Consumerist is reportating that the TSA is attempting to caution media outlets and bloggers from covering this story altogether. They report:

“I received an email from the TSA saying they would ‘strongly caution’ me against covering the story. They say you’re a man that “clearly has an agenda” and should ‘not be aided by the mainstream media.'”

Unpacking these two claims we can see the TSA is going about making a valid point in a very problematic way. As my original post argues vigorously the creator of the video does “clearly has an agenda,” an anti-tsa agenda at that. However, strongly cautioning against disseminating this story is an attempt to chill the free reporting of news (this seems to qualify as news especially if the loophole exists) and continues a strategy of dead silence that will only embolden the conspiratorial logic and rhetoric of the TSA’s critics.

Moreover, the TSA is making the wrong play here. The should address the potential loophole, offer a solution (even if this takes time), and address the video’s creator’s agenda as part of their response. While in general it is bad form for a government agency to go after a private citizen, in this case the invective in the video is full of so much off topic and unsourced editorializing that the TSA’s silence is in part driving the viral nature of the story.

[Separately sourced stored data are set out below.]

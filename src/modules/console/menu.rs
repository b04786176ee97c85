use super::view;
use crate::modules::vacancies::domain::VacancyCatalog;
use crate::shared::errors::{AppError, AppResult};
use crate::shared::utils::logger::LogContext;
use std::io::{BufRead, Write};
use std::str::FromStr;
use std::sync::Arc;

#[derive(Debug, Clone, Copy, PartialEq, Eq)]
pub enum MenuChoice {
    ListVacancies,
    CountByCompany,
    AverageSalary,
    SearchByKeyword,
    AboveAverage,
    Exit,
}

impl MenuChoice {
    pub const ALL: [MenuChoice; 6] = [
        MenuChoice::ListVacancies,
        MenuChoice::CountByCompany,
        MenuChoice::AverageSalary,
        MenuChoice::SearchByKeyword,
        MenuChoice::AboveAverage,
        MenuChoice::Exit,
    ];

    pub fn number(self) -> usize {
        Self::ALL.iter().position(|c| *c == self).unwrap_or(0) + 1
    }

    pub fn label(self) -> &'static str {
        match self {
            MenuChoice::ListVacancies => "Show all vacancies",
            MenuChoice::CountByCompany => "Show vacancy count by company",
            MenuChoice::AverageSalary => "Show average salary",
            MenuChoice::SearchByKeyword => "Search vacancies by keyword",
            MenuChoice::AboveAverage => "Show vacancies with above-average salary",
            MenuChoice::Exit => "Exit",
        }
    }
}

impl FromStr for MenuChoice {
    type Err = AppError;

    fn from_str(s: &str) -> Result<Self, Self::Err> {
        let number: usize = s.trim().parse()?;
        number
            .checked_sub(1)
            .and_then(|index| Self::ALL.get(index).copied())
            .ok_or_else(|| AppError::InvalidInput(format!("No menu item {}", number)))
    }
}

/// Numbered menu loop. Bad input re-prompts; catalog errors are printed and
/// the loop continues.
pub struct ConsoleMenu<R, W> {
    input: R,
    output: W,
    catalog: Arc<dyn VacancyCatalog>,
}

impl<R: BufRead, W: Write> ConsoleMenu<R, W> {
    pub fn new(input: R, output: W, catalog: Arc<dyn VacancyCatalog>) -> Self {
        Self {
            input,
            output,
            catalog,
        }
    }

    pub fn into_output(self) -> W {
        self.output
    }

    /// Run until the user picks Exit or input is closed
    pub async fn run(&mut self) -> AppResult<()> {
        loop {
            self.print_menu()?;

            let Some(line) = self.read_line()? else {
                writeln!(self.output)?;
                return Ok(());
            };

            let choice = match line.parse::<MenuChoice>() {
                Ok(choice) => choice,
                Err(_) => {
                    writeln!(
                        self.output,
                        "Invalid input! Please enter a number from 1 to {}.",
                        MenuChoice::ALL.len()
                    )?;
                    continue;
                }
            };

            if choice == MenuChoice::Exit {
                writeln!(self.output, "Exiting...")?;
                return Ok(());
            }

            if let Err(e) = self.execute(choice).await {
                if let AppError::InternalError(_) = e {
                    return Err(e);
                }
                LogContext::error_with_context(&e, "Menu action failed");
                writeln!(self.output, "Error: {}", e)?;
            }
        }
    }

    async fn execute(&mut self, choice: MenuChoice) -> AppResult<()> {
        match choice {
            MenuChoice::ListVacancies => {
                let vacancies = self.catalog.list_vacancies().await?;
                writeln!(self.output, "\nAll vacancies:")?;
                view::write_vacancies(&mut self.output, &vacancies)?;
            }
            MenuChoice::CountByCompany => {
                let counts = self.catalog.count_by_company().await?;
                writeln!(self.output, "\nVacancies by company:")?;
                view::write_counts(&mut self.output, &counts)?;
            }
            MenuChoice::AverageSalary => {
                let average = self.catalog.average_salary().await?;
                view::write_average(&mut self.output, average)?;
            }
            MenuChoice::SearchByKeyword => {
                write!(self.output, "\nEnter a keyword: ")?;
                self.output.flush()?;

                // An empty keyword matches every title
                let keyword = self.read_line()?.unwrap_or_default();
                let keyword = keyword.trim();

                let found = self.catalog.search_by_keyword(keyword).await?;
                writeln!(self.output, "\nSearch results for '{}':", keyword)?;
                let total = view::write_grouped(&mut self.output, &found)?;
                writeln!(
                    self.output,
                    "\nVacancies containing '{}': {}",
                    keyword, total
                )?;
            }
            MenuChoice::AboveAverage => {
                let average = self.catalog.average_salary().await?;
                view::write_average(&mut self.output, average)?;
                if let Some(average) = average {
                    let above = self.catalog.above_salary(average).await?;
                    view::write_vacancies(&mut self.output, &above)?;
                }
            }
            MenuChoice::Exit => {}
        }
        Ok(())
    }

    fn print_menu(&mut self) -> AppResult<()> {
        writeln!(self.output, "\nChoose an action:")?;
        for choice in MenuChoice::ALL {
            writeln!(self.output, "{}: {}", choice.number(), choice.label())?;
        }
        write!(
            self.output,
            "\nEnter action number (1-{}): ",
            MenuChoice::ALL.len()
        )?;
        self.output.flush()?;
        Ok(())
    }

    fn read_line(&mut self) -> AppResult<Option<String>> {
        let mut line = String::new();
        let read = self.input.read_line(&mut line)?;
        if read == 0 {
            Ok(None)
        } else {
            Ok(Some(line.trim_end_matches(['\r', '\n']).to_string()))
        }
    }
}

To be clear, no response will shake the anti-TSA fervor of the TSA’s ardent critics, represented in this artifact. However, trying to chill the press from covering it widens the audience susceptible to the conspiracy’s logic and is a strategic blunder for the TSA.

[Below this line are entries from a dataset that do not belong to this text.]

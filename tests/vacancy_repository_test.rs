/// Vacancy repository tests - database operations
///
/// Tests cover:
/// - Idempotent company upserts and vacancy inserts
/// - Agreement between SQL aggregates and the in-memory catalog
///
/// Needs PostgreSQL: `TEST_DATABASE_URL=... cargo test -- --ignored`
mod utils;

use hh_vacancies_lib::modules::vacancies::{
    InMemoryCatalog, IngestionService, NewCompany, NewVacancy, SalaryRange, Vacancy,
    VacancyAggregator, VacancyCatalog, VacancyMap, VacancyRepository, VacancyRepositoryImpl,
};
use hh_vacancies_lib::shared::Database;
use std::sync::Arc;
use utils::db;

async fn prepared_repository() -> (Arc<Database>, VacancyRepositoryImpl) {
    let database = db::test_database();
    let repo = VacancyRepositoryImpl::new(Arc::clone(&database));
    repo.setup_tables().await.unwrap();
    db::clean_test_db(&database);
    (database, repo)
}

fn vacancy(company: &str, title: &str, from: Option<i32>, to: Option<i32>, url: Option<&str>) -> Vacancy {
    Vacancy {
        title: title.to_string(),
        salary: SalaryRange::new(from, to),
        url: url.map(str::to_string),
        company: company.to_string(),
        area: None,
    }
}

fn in_area(mut vacancy: Vacancy, area: &str) -> Vacancy {
    vacancy.area = Some(area.to_string());
    vacancy
}

fn sample_map() -> VacancyMap {
    VacancyAggregator::group_by_company(vec![
        in_area(
            vacancy("Yandex", "Backend Developer", Some(200_000), Some(300_000), Some("https://hh.ru/vacancy/1")),
            "Moscow",
        ),
        in_area(
            vacancy("Yandex", "Product Designer", None, None, Some("https://hh.ru/vacancy/2")),
            "Saint Petersburg",
        ),
        vacancy("Yandex", "Ведущий инженер", Some(250_000), None, Some("https://hh.ru/vacancy/6")),
        in_area(
            vacancy("Sber", "Data Engineer", Some(150_000), None, Some("https://hh.ru/vacancy/3")),
            "Kazan",
        ),
        in_area(
            vacancy("Sber", "Junior developer", None, Some(90_000), Some("https://hh.ru/vacancy/4")),
            "Moscow",
        ),
        in_area(vacancy("Avito", "QA Engineer", Some(0), None, Some("https://hh.ru/vacancy/5")), "Novosibirsk"),
    ])
}

#[tokio::test]
#[ignore = "needs PostgreSQL via TEST_DATABASE_URL"]
async fn upsert_company_twice_returns_same_id() {
    let _guard = db::acquire_test_lock();
    let (database, repo) = prepared_repository().await;

    let first = repo.upsert_company(&NewCompany::named("Yandex")).await.unwrap();
    let second = repo.upsert_company(&NewCompany::named("Yandex")).await.unwrap();

    assert_eq!(first, second);
    assert_eq!(db::count_rows(&database, "companies"), 1);
    assert_eq!(repo.get_company_id("Yandex").await.unwrap(), Some(first));
}

#[tokio::test]
#[ignore = "needs PostgreSQL via TEST_DATABASE_URL"]
async fn unknown_company_has_no_id() {
    let _guard = db::acquire_test_lock();
    let (_database, repo) = prepared_repository().await;

    assert_eq!(repo.get_company_id("Nobody").await.unwrap(), None);
}

#[tokio::test]
#[ignore = "needs PostgreSQL via TEST_DATABASE_URL"]
async fn bulk_insert_skips_known_urls() {
    let _guard = db::acquire_test_lock();
    let (database, repo) = prepared_repository().await;

    let company_id = repo.upsert_company(&NewCompany::named("Sber")).await.unwrap();
    let records: Vec<NewVacancy> = sample_map()["Sber"]
        .iter()
        .map(|v| NewVacancy::from_vacancy(company_id, v))
        .collect();

    assert_eq!(repo.insert_vacancies_bulk(&records).await.unwrap(), 2);
    assert_eq!(repo.insert_vacancies_bulk(&records).await.unwrap(), 0);
    assert_eq!(db::count_rows(&database, "vacancies"), 2);
}

#[tokio::test]
#[ignore = "needs PostgreSQL via TEST_DATABASE_URL"]
async fn vacancies_without_url_are_all_stored() {
    let _guard = db::acquire_test_lock();
    let (database, repo) = prepared_repository().await;

    let company_id = repo.upsert_company(&NewCompany::named("Avito")).await.unwrap();
    let records = vec![
        NewVacancy::from_vacancy(company_id, &vacancy("Avito", "Courier", None, None, None)),
        NewVacancy::from_vacancy(company_id, &vacancy("Avito", "Driver", None, None, None)),
    ];

    assert_eq!(repo.insert_vacancies_bulk(&records).await.unwrap(), 2);
    assert_eq!(db::count_rows(&database, "vacancies"), 2);
}

#[tokio::test]
#[ignore = "needs PostgreSQL via TEST_DATABASE_URL"]
async fn empty_insert_touches_nothing() {
    let _guard = db::acquire_test_lock();
    let (_database, repo) = prepared_repository().await;

    assert_eq!(repo.insert_vacancies_bulk(&[]).await.unwrap(), 0);
}

#[tokio::test]
#[ignore = "needs PostgreSQL via TEST_DATABASE_URL"]
async fn repeated_ingest_is_idempotent() {
    let _guard = db::acquire_test_lock();
    let (database, repo) = prepared_repository().await;
    let service = IngestionService::new(Arc::new(repo));
    let map = sample_map();

    let first = service.ingest(&map).await;
    assert_eq!(first.companies, 3);
    assert_eq!(first.inserted, 6);

    let second = service.ingest(&map).await;
    assert_eq!(second.inserted, 0);
    assert_eq!(second.skipped, 6);
    assert_eq!(db::count_rows(&database, "companies"), 3);
    assert_eq!(db::count_rows(&database, "vacancies"), 6);
}

#[tokio::test]
#[ignore = "needs PostgreSQL via TEST_DATABASE_URL"]
async fn sql_catalog_matches_in_memory_catalog() {
    let _guard = db::acquire_test_lock();
    let (database, repo) = prepared_repository().await;
    let map = sample_map();
    IngestionService::new(Arc::new(VacancyRepositoryImpl::new(Arc::clone(&database))))
        .ingest(&map)
        .await;

    let sql: &dyn VacancyCatalog = &repo;
    let memory = InMemoryCatalog::new(map);

    let listed = sql.list_vacancies().await.unwrap();
    assert_eq!(listed, memory.list_vacancies().await.unwrap());
    let areas: Vec<Option<&str>> = listed.iter().map(|v| v.area.as_deref()).collect();
    assert!(areas.contains(&Some("Saint Petersburg")));
    assert!(areas.contains(&None));
    assert_eq!(
        sql.count_by_company().await.unwrap(),
        memory.count_by_company().await.unwrap()
    );

    let sql_avg = sql.average_salary().await.unwrap().unwrap();
    let memory_avg = memory.average_salary().await.unwrap().unwrap();
    assert!((sql_avg - memory_avg).abs() < 1e-6);

    for keyword in ["ENGINEER", "ИНЖЕНЕР", ""] {
        assert_eq!(
            sql.search_by_keyword(keyword).await.unwrap(),
            memory.search_by_keyword(keyword).await.unwrap(),
            "keyword {:?}",
            keyword
        );
    }
    assert_eq!(
        sql.above_salary(memory_avg).await.unwrap(),
        memory.above_salary(memory_avg).await.unwrap()
    );
}

#[tokio::test]
#[ignore = "needs PostgreSQL via TEST_DATABASE_URL"]
async fn empty_database_has_no_average() {
    let _guard = db::acquire_test_lock();
    let (_database, repo) = prepared_repository().await;

    assert_eq!(repo.average_salary().await.unwrap(), None);
    assert!(repo.count_by_company().await.unwrap().is_empty());
    assert!(repo.list_vacancies().await.unwrap().is_empty());
}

The TSA has publicly responded stating:

For obvious security reasons, we can’t discuss our technology’s detection capability in detail, however TSA conducts extensive testing of all screening technologies in the laboratory and at airports prior to rolling them out to the entire field…With all that said, it is one layer of our 20 layers of security (Behavior Detection, Explosives Detection Canines, Federal Air Marshals, , etc.) and is not a machine that has all the tools we need in one handy device. We’ve never claimed it’s the end all be all.

It is clear that this is a pretty typical non-response. Citing security reasons they cannot say if this method is able to circumvent whole body imagers. As a result there is no actual confirmation of if the gap in security exists. That said, their emphasis on layered security does emphasize the voracious fetish with whole body imagers by anti-TSA critics is detrimental to a holistic conversation about security in the United States.


Disclosure: I am currently writing my doctoral dissertation on the TSA and I cover many aspects of the TSA and one of my dissertation chapters focuses on public resistance to the TSA. As such, I perk up when a video claiming to beat the TSA or to resist the TSA begins to go viral on the internet.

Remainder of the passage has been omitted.